Start of Data for review

//! # 秘匿文字列
//!
//! API トークンや SMTP パスワード、署名鍵を保持する。
//! `Debug` 出力では値を伏せるため、設定構造体をそのままログに出しても漏れない。

use std::fmt;

use serde::Deserialize;

/// ログに出してはいけない文字列
#[derive(Clone, PartialEq, Eq, Deserialize)]
#[serde(transparent)]
pub struct SecretString(String);

impl SecretString {
    pub fn new(value: impl Into<String>) -> Self {
        Self(value.into())
    }

    /// 生の値を取り出す
    ///
    /// 認証ヘッダーの組み立てと鍵の比較以外では使わないこと。
    pub fn expose(&self) -> &str {
        &self.0
    }

    pub fn is_blank(&self) -> bool {
        self.0.trim().is_empty()
    }
}

impl fmt::Debug for SecretString {
    fn fmt(&self, f: &mut fmt::Formatter<'_>) -> fmt::Result {
        f.write_str("SecretString([REDACTED])")
    }
}

impl From<String> for SecretString {
    fn from(value: String) -> Self {
        Self(value)
    }
}

impl From<&str> for SecretString {
    fn from(value: &str) -> Self {
        Self(value.to_owned())
    }
}
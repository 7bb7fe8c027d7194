//! # HTTP リクエストハンドラ
//!
//! - [`email`] - `POST /api/emails`
//! - [`qstash`] - `POST /api/qstash`
//! - [`health`] - `/health`, `/health/ready`

pub mod email;
pub mod health;
pub mod qstash;

use axum::http::StatusCode;
pub use email::send_email;
pub use health::{health_check, readiness_check};
use mailswitch_domain::{EmailMessage, EmailRequest};
use mailswitch_infra::EmailSwitch;
pub use qstash::receive_qstash;

use crate::error::ApiError;

/// 生のボディを解釈して検証済みメッセージにする
pub(crate) fn parse_email(body: &[u8]) -> Result<EmailMessage, ApiError> {
    let request: EmailRequest = serde_json::from_slice(body).map_err(|e| {
        tracing::debug!(error = %e, "リクエストボディを解釈できません");
        ApiError::undeserializable_body()
    })?;

    request.into_message().map_err(|e| {
        tracing::debug!(error = %e, "リクエストが検証ルールに違反");
        ApiError::from(e)
    })
}

/// フェイルオーバー配信し、成功なら空の 200
pub(crate) async fn deliver(
    switch: &EmailSwitch,
    email: &EmailMessage,
) -> Result<StatusCode, ApiError> {
    if switch.send(email).await {
        Ok(StatusCode::OK)
    } else {
        Err(ApiError::DeliveryFailed)
    }
}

End of Data for review

▸ Directions: Find the word "EmailRequest" in the entries above. Copy every line that has it.

▸ Response area:
use mailswitch_domain::{EmailMessage, EmailRequest};
    let request: EmailRequest = serde_json::from_slice(body).map_err(|e| {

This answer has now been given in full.